:: Data listing
//! Build-time identity strings and their parsing rules.

/// Package name reported when the build carries no title.
pub const DEFAULT_PACKAGE_NAME: &str = "Default Name";

/// Version reported when the build carries no version.
pub const DEFAULT_VERSION: &str = "0.0.0";

/// Raw identity strings captured at build time.
///
/// Use [`build_metadata!`](crate::build_metadata) in the binary crate to
/// capture that crate's name and version rather than this library's.
#[derive(Debug, Clone, Default, PartialEq, Eq)]
pub struct BuildMetadata {
    /// Package title, e.g. `FreePLM.Common.Vault`
    pub title: Option<String>,
    /// Version string, possibly carrying `+build` metadata
    pub informational_version: Option<String>,
}

impl BuildMetadata {
    pub fn new(title: impl Into<String>, informational_version: impl Into<String>) -> Self {
        Self {
            title: Some(title.into()),
            informational_version: Some(informational_version.into()),
        }
    }

    /// Package name, or [`DEFAULT_PACKAGE_NAME`] when no title was captured.
    pub fn package_name(&self) -> String {
        self.title
            .clone()
            .unwrap_or_else(|| DEFAULT_PACKAGE_NAME.to_string())
    }

    /// Version without build metadata, or [`DEFAULT_VERSION`].
    pub fn application_version(&self) -> String {
        let version = self
            .informational_version
            .as_deref()
            .unwrap_or(DEFAULT_VERSION);
        base_version(version).to_string()
    }
}

/// Last `.`-delimited segment of a package name.
///
/// `Company.Product.Module` yields `Module`; a name without dots is returned
/// whole.
pub fn application_name_of(package_name: &str) -> &str {
    package_name
        .rsplit_once('.')
        .map_or(package_name, |(_, last)| last)
}

/// Version with any `+build` suffix removed.
pub fn base_version(version: &str) -> &str {
    version.split_once('+').map_or(version, |(base, _)| base)
}

/// Capture the calling crate's name and version.
///
/// Expands `env!("CARGO_PKG_NAME")` and `env!("CARGO_PKG_VERSION")` at the
/// call site.
///
/// ```
/// let metadata = freeplm_common::build_metadata!();
/// assert_eq!(metadata.title.as_deref(), Some(env!("CARGO_PKG_NAME")));
/// ```
#[macro_export]
macro_rules! build_metadata {
    () => {
        $crate::application::BuildMetadata::new(env!("CARGO_PKG_NAME"), env!("CARGO_PKG_VERSION"))
    };
}

#[cfg(test)]
mod tests {
    use super::*;

    #[test]
    fn test_application_name_is_last_segment() {
        assert_eq!(application_name_of("Company.Product.Module"), "Module");
        assert_eq!(application_name_of("FreePLM.Common"), "Common");
    }

    #[test]
    fn test_application_name_without_dots() {
        assert_eq!(application_name_of("freeplm-common"), "freeplm-common");
        assert_eq!(application_name_of(DEFAULT_PACKAGE_NAME), "Default Name");
    }

    #[test]
    fn test_application_name_trailing_dot_is_empty() {
        assert_eq!(application_name_of("FreePLM."), "");
    }

    #[test]
    fn test_base_version_strips_build_metadata() {
        assert_eq!(base_version("1.0.0+build123"), "1.0.0");
        assert_eq!(base_version("2.1.0-beta.1+sha.5114f85"), "2.1.0-beta.1");
        assert_eq!(base_version("3.4.5"), "3.4.5");
    }

    #[test]
    fn test_base_version_keeps_prefix_before_first_plus() {
        assert_eq!(base_version("1.0+a+b"), "1.0");
    }

    #[test]
    fn test_defaults_when_metadata_missing() {
        let metadata = BuildMetadata::default();
        assert_eq!(metadata.package_name(), "Default Name");
        assert_eq!(metadata.application_version(), "0.0.0");
    }

    #[test]
    fn test_metadata_values_used_when_present() {
        let metadata = BuildMetadata::new("FreePLM.Vault", "4.2.0+20240101");
        assert_eq!(metadata.package_name(), "FreePLM.Vault");
        assert_eq!(metadata.application_version(), "4.2.0");
    }

    #[test]
    fn test_build_metadata_macro_captures_this_crate() {
        let metadata = crate::build_metadata!();
        assert_eq!(metadata.package_name(), "freeplm-common");
        assert_eq!(metadata.application_version(), env!("CARGO_PKG_VERSION"));
    }
}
::::
▶ [Requirement] Wherever the string "Company" appears in the entries above, return the line it appears on.

▶ [Written response]
/// `Company.Product.Module` yields `Module`; a name without dots is returned
        assert_eq!(application_name_of("Company.Product.Module"), "Module");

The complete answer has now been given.